# experiments.ipynb

This notebook contains experiments using various methods and libraries to see what gets us the best running time and memory usage.

In [1]:
%load_ext autoreload
%autoreload 2

In [31]:
import sys
sys.path.append("../..")

import pipit as pp
import pandas as pd
import dask
import numpy as np
import sqlite3
import polars
from operator import itemgetter
import duckdb
import json

Let's read in the sw4lite-32 OTF2 dataset:

In [14]:
trace = pp.Trace.from_otf2("/home/rakrish/trace-data/sw4lite-32/")

# DataFrame (stored column-wise)
df = trace.events
df

Unnamed: 0,Timestamp (ns),Event Type,Name,Thread,Process,Attributes
0,4.772924e-01,Instant,ProgramBegin,0,14,{'program_name': '/g/g92/bhowmik1/sw4lite/sw4l...
1,1.484379e+02,Instant,ProgramBegin,0,15,{'program_name': '/g/g92/bhowmik1/sw4lite/sw4l...
2,1.740208e+03,Instant,ProgramBegin,0,12,{'program_name': '/g/g92/bhowmik1/sw4lite/sw4l...
3,2.002576e+04,Instant,ProgramBegin,0,13,{'program_name': '/g/g92/bhowmik1/sw4lite/sw4l...
4,2.014269e+04,Enter,MPI_Init,0,14,{'region': 'Region 36'}
...,...,...,...,...,...,...
9533,4.699147e+09,Leave,MPI_Sendrecv,0,25,
9534,4.704243e+09,Leave,TRACER_Loop,0,25,
9535,4.704245e+09,Instant,MeasurementOnOff,0,25,{'measurement_mode': 'MeasurementMode.OFF'}
9536,4.704403e+09,Leave,TRACER_Loop,0,1,


In [15]:
# List of dictionaries (stored row-wise)
events = df.to_dict(orient="records")

## Experiment 1: Summing the "Timestamp (ns)" column

In [22]:
%%timeit
df["Timestamp (ns)"].sum()

49.5 µs ± 787 ns per loop (mean ± std. dev. of 7 runs, 10,000 loops each)


In [81]:
%%timeit
sum(df["Timestamp (ns)"].tolist())

165 µs ± 3.81 µs per loop (mean ± std. dev. of 7 runs, 10,000 loops each)


In [85]:
%%timeit
sum([event["Timestamp (ns)"] for _, event in df.iterrows()])

427 ms ± 7.57 ms per loop (mean ± std. dev. of 7 runs, 1 loop each)


In [74]:
%%timeit
total = 0
for idx, event in df.iterrows():
    total += event["Timestamp (ns)"]

439 ms ± 14 ms per loop (mean ± std. dev. of 7 runs, 1 loop each)


In [78]:
%%timeit
sum(evt["Timestamp (ns)"] for evt in events)

473 µs ± 11.3 µs per loop (mean ± std. dev. of 7 runs, 1,000 loops each)


In [79]:
%%timeit
sum(map(itemgetter("Timestamp (ns)"), events))

434 µs ± 22.3 µs per loop (mean ± std. dev. of 7 runs, 1,000 loops each)


What results do we see here?

If we sum a column using Pandas (column-oriented), we get ~50 us.

If we sum a column using Python list of dicts (row-oriented), we get ~434 us (9.88x slower).


However, if we do this operation without vectorization (using row-by-row iteration), using Pandas we get ~427 ms.

Using Python list of dicts, this is still ~434 us, which is (983x faster).

In this case, it is **worth moving to a row-oriented format.**

## What if we used DuckDB?

DuckDB is also column-oriented, so it's a bad idea to add one row at a time.
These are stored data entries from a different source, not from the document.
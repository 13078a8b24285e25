use utoipa_axum::router::OpenApiRouter;
use utoipa_axum::routes;

use crate::handlers;
use crate::state::AppState;

pub fn routes() -> OpenApiRouter<AppState> {
    OpenApiRouter::new()
        .nest("/plugins", plugin_routes())
        .nest("/pushers", pusher_routes())
}

fn plugin_routes() -> OpenApiRouter<AppState> {
    OpenApiRouter::new()
        .routes(routes!(handlers::plugin::list_plugins))
        .routes(routes!(handlers::plugin::get_plugin))
}

fn pusher_routes() -> OpenApiRouter<AppState> {
    OpenApiRouter::new()
        .routes(routes!(handlers::pusher::list_pushers))
        .routes(routes!(handlers::pusher::get_pusher))
}
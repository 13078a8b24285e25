use std::path::PathBuf;

use serde::Deserialize;

/// Which artifact store backend to publish into.
#[derive(Debug, Deserialize, Clone, Copy, PartialEq, Eq, Default)]
#[serde(rename_all = "lowercase")]
pub enum StorageBackend {
    /// S3 or an S3-compatible service. Default.
    #[default]
    S3,
    /// A local directory fronted by a static file server.
    Filesystem,
}

/// Artifact storage configuration.
#[derive(Debug, Deserialize, Clone)]
pub struct StorageConfig {
    /// Backend selection. Default: `s3`.
    #[serde(default)]
    pub backend: StorageBackend,
    /// Bucket receiving the zips. Required for the S3 backend.
    #[serde(default)]
    pub bucket: String,
    /// Bucket region. Default: "us-east-1".
    #[serde(default = "default_region")]
    pub region: String,
    /// Custom endpoint for S3-compatible services (MinIO, R2, ...).
    #[serde(default)]
    pub endpoint: Option<String>,
    #[serde(default)]
    pub access_key: Option<String>,
    #[serde(default)]
    pub secret_key: Option<String>,
    /// Use path-style addressing. Default: false.
    #[serde(default)]
    pub path_style: bool,
    /// Target directory for the filesystem backend. Default: "./artifacts".
    #[serde(default = "default_local_dir")]
    pub local_dir: PathBuf,
    /// Base URL advertised for stored objects. Required for the filesystem
    /// backend; overrides the bucket URL for S3 when set.
    #[serde(default)]
    pub public_base_url: Option<String>,
}

fn default_region() -> String {
    "us-east-1".into()
}
fn default_local_dir() -> PathBuf {
    PathBuf::from("./artifacts")
}

impl Default for StorageConfig {
    fn default() -> Self {
        Self {
            backend: StorageBackend::default(),
            bucket: String::new(),
            region: default_region(),
            endpoint: None,
            access_key: None,
            secret_key: None,
            path_style: false,
            local_dir: default_local_dir(),
            public_base_url: None,
        }
    }
}
use std::path::Path;

use async_trait::async_trait;

use super::error::StorageError;

/// Publicly readable object storage for build artifacts.
#[async_trait]
pub trait ArtifactStore: Send + Sync {
    /// Store `data` under `key` with public-read visibility and return the
    /// URL it can be downloaded from.
    async fn put_public(&self, key: &str, data: Vec<u8>) -> Result<String, StorageError>;

    /// Like [`ArtifactStore::put_public`], reading the object from a local
    /// file. Backends that can stream override this.
    async fn put_public_file(&self, key: &str, path: &Path) -> Result<String, StorageError> {
        let data = tokio::fs::read(path).await?;
        self.put_public(key, data).await
    }
}

/// Reject keys that are empty or could address anything outside a flat
/// namespace.
pub(crate) fn validate_key(key: &str) -> Result<(), StorageError> {
    let valid = !key.is_empty()
        && key != "."
        && key != ".."
        && !key.contains(['/', '\\', '\0']);

    if valid {
        Ok(())
    } else {
        Err(StorageError::InvalidKey(key.to_string()))
    }
}
use forge_common::Repository;
use sea_orm::{
    ActiveModelTrait, ColumnTrait, ConnectionTrait, DbErr, EntityTrait, QueryFilter, QueryOrder,
    Set, SqlErr,
};
use tracing::{info, instrument};

use crate::entity::plugin::{self, zips_to_json};

/// What the pipeline needs to know about a previously seen repository.
#[derive(Debug, Clone, PartialEq, Eq)]
pub struct ExistingPlugin {
    pub id: i32,
    pub zips: Vec<String>,
}

/// Mutable plugin metadata, refreshed from every default-branch push.
#[derive(Debug, Clone, PartialEq, Eq)]
pub struct PluginFields {
    pub name: String,
    pub private: bool,
    pub html_url: String,
    pub default_branch: String,
    pub pushed_at: Option<String>,
    pub updated_at: Option<String>,
    pub created_at: Option<String>,
}

impl From<&Repository> for PluginFields {
    fn from(repo: &Repository) -> Self {
        Self {
            name: repo.name.clone(),
            private: repo.private,
            html_url: repo.html_url.clone(),
            default_branch: repo.default_branch.clone(),
            pushed_at: repo.pushed_at.clone(),
            updated_at: repo.updated_at.clone(),
            created_at: repo.created_at.clone(),
        }
    }
}

/// Plugin records keyed by repository full name.
pub struct PluginRegistry<'a, C: ConnectionTrait> {
    conn: &'a C,
}

impl<'a, C: ConnectionTrait> PluginRegistry<'a, C> {
    pub fn new(conn: &'a C) -> Self {
        Self { conn }
    }

    /// `Ok(None)` means the repository has never been built; store failures
    /// surface as `Err`.
    pub async fn find_by_full_name(
        &self,
        full_name: &str,
    ) -> Result<Option<ExistingPlugin>, DbErr> {
        Ok(self.find_model(full_name).await?.map(|model| ExistingPlugin {
            id: model.id,
            zips: model.zip_urls(),
        }))
    }

    async fn find_model(&self, full_name: &str) -> Result<Option<plugin::Model>, DbErr> {
        plugin::Entity::find()
            .filter(plugin::Column::FullName.eq(full_name))
            .one(self.conn)
            .await
    }

    /// Create the plugin for `full_name`, or replace the existing record's
    /// metadata, artifact history and pusher in place.
    #[instrument(skip(self, fields, zips), fields(zips = zips.len()))]
    pub async fn upsert(
        &self,
        full_name: &str,
        fields: &PluginFields,
        zips: &[String],
        pusher_id: i32,
    ) -> Result<plugin::Model, DbErr> {
        if let Some(existing) = self.find_model(full_name).await? {
            return self
                .update(existing.id, full_name, fields, zips, pusher_id)
                .await;
        }

        let model = Self::active_model(full_name, fields, zips, pusher_id);
        match model.insert(self.conn).await {
            Ok(created) => {
                info!(plugin_id = created.id, "Plugin created");
                Ok(created)
            }
            // A concurrent delivery created it first; fall back to update.
            Err(e) if matches!(e.sql_err(), Some(SqlErr::UniqueConstraintViolation(_))) => {
                let existing = self.find_model(full_name).await?.ok_or_else(|| {
                    DbErr::Custom(
                        "UniqueConstraintViolation but existing plugin not found".to_string(),
                    )
                })?;
                self.update(existing.id, full_name, fields, zips, pusher_id)
                    .await
            }
            Err(e) => Err(e),
        }
    }

    async fn update(
        &self,
        id: i32,
        full_name: &str,
        fields: &PluginFields,
        zips: &[String],
        pusher_id: i32,
    ) -> Result<plugin::Model, DbErr> {
        let mut model = Self::active_model(full_name, fields, zips, pusher_id);
        model.id = Set(id);
        let updated = model.update(self.conn).await?;
        info!(plugin_id = updated.id, "Plugin updated");
        Ok(updated)
    }

    fn active_model(
        full_name: &str,
        fields: &PluginFields,
        zips: &[String],
        pusher_id: i32,
    ) -> plugin::ActiveModel {
        plugin::ActiveModel {
            name: Set(fields.name.clone()),
            full_name: Set(full_name.to_string()),
            private: Set(fields.private),
            html_url: Set(fields.html_url.clone()),
            default_branch: Set(fields.default_branch.clone()),
            pushed_at: Set(fields.pushed_at.clone()),
            updated_at: Set(fields.updated_at.clone()),
            created_at: Set(fields.created_at.clone()),
            zips: Set(zips_to_json(zips)),
            pusher_id: Set(pusher_id),
            ..Default::default()
        }
    }

    pub async fn find_by_id(&self, id: i32) -> Result<Option<plugin::Model>, DbErr> {
        plugin::Entity::find_by_id(id).one(self.conn).await
    }

    pub async fn list(&self) -> Result<Vec<plugin::Model>, DbErr> {
        plugin::Entity::find()
            .order_by_asc(plugin::Column::Id)
            .all(self.conn)
            .await
    }

    /// Plugins whose most recent default-branch push came from `pusher_id`.
    pub async fn list_by_pusher(&self, pusher_id: i32) -> Result<Vec<plugin::Model>, DbErr> {
        plugin::Entity::find()
            .filter(plugin::Column::PusherId.eq(pusher_id))
            .order_by_asc(plugin::Column::Id)
            .all(self.conn)
            .await
    }
}
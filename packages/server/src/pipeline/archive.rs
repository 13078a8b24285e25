use std::fs::{self, File};
use std::io::{self, BufWriter, Read, Write};
use std::path::Path;
use std::sync::atomic::{AtomicBool, Ordering};

use thiserror::Error;
use tracing::warn;
use zip::write::SimpleFileOptions;
use zip::{CompressionMethod, ZipWriter};

/// Entries never copied into an artifact.
const EXCLUDED_NAMES: &[&str] = &[".git"];

const COPY_CHUNK: usize = 64 * 1024;

#[derive(Debug, Error)]
pub enum ArchiveError {
    #[error("archive IO error: {0}")]
    Io(#[from] io::Error),

    #[error("zip error: {0}")]
    Zip(#[from] zip::result::ZipError),

    #[error("archiving aborted")]
    Aborted,
}

/// Zip the contents of `source` into a new file at `dest`, placing every
/// entry under `root/`. Uses deflate at maximum compression.
///
/// Blocking; run it on the blocking pool. `abort` is polled between entries
/// and between chunks of large files. Returns the number of files written.
pub fn zip_directory(
    source: &Path,
    dest: &Path,
    root: &str,
    abort: &AtomicBool,
) -> Result<u64, ArchiveError> {
    let file = File::create(dest)?;
    let mut writer = ZipWriter::new(BufWriter::new(file));
    let options = SimpleFileOptions::default()
        .compression_method(CompressionMethod::Deflated)
        .compression_level(Some(9));

    writer.add_directory(format!("{root}/").as_str(), options)?;

    let mut files_written = 0u64;
    let mut pending = vec![(source.to_path_buf(), root.to_string())];

    while let Some((dir, prefix)) = pending.pop() {
        let mut entries = fs::read_dir(&dir)?.collect::<Result<Vec<_>, _>>()?;
        entries.sort_by_key(|entry| entry.file_name());

        for entry in entries {
            if abort.load(Ordering::Relaxed) {
                return Err(ArchiveError::Aborted);
            }

            let file_name = entry.file_name();
            let Some(name) = file_name.to_str() else {
                warn!(path = ?entry.path(), "Skipping entry with a non-UTF-8 name");
                continue;
            };
            if EXCLUDED_NAMES.contains(&name) {
                continue;
            }

            let entry_name = format!("{prefix}/{name}");
            // Symlinks are skipped: following them could pull in files from
            // outside the clone.
            let file_type = entry.file_type()?;
            if file_type.is_dir() {
                writer.add_directory(format!("{entry_name}/").as_str(), options)?;
                pending.push((entry.path(), entry_name));
            } else if file_type.is_file() {
                writer.start_file(entry_name.as_str(), options)?;
                copy_with_abort(&mut File::open(entry.path())?, &mut writer, abort)?;
                files_written += 1;
            }
        }
    }

    let mut out = writer.finish()?;
    out.flush()?;
    Ok(files_written)
}

fn copy_with_abort<R: Read, W: Write>(
    reader: &mut R,
    writer: &mut W,
    abort: &AtomicBool,
) -> Result<(), ArchiveError> {
    let mut buf = vec![0u8; COPY_CHUNK];
    loop {
        if abort.load(Ordering::Relaxed) {
            return Err(ArchiveError::Aborted);
        }
        let n = reader.read(&mut buf)?;
        if n == 0 {
            return Ok(());
        }
        writer.write_all(&buf[..n])?;
    }
}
However, DuckDB lets us do so since it uses SQL.

From their doc:

> INSERT statements are the standard way of loading data into a relational database. When using INSERT statements, the values are supplied row-by-row. While simple, there is significant overhead involved in parsing and processing individual INSERT statements. This makes lots of individual row-by-row insertions very inefficient for bulk insertion.

> As a rule-of-thumb, avoid using lots of individual row-by-row INSERT statements when inserting more than a few rows (i.e., avoid using INSERT > statements as part of a loop). When bulk inserting data, try to maximize the amount of data that is inserted per statement.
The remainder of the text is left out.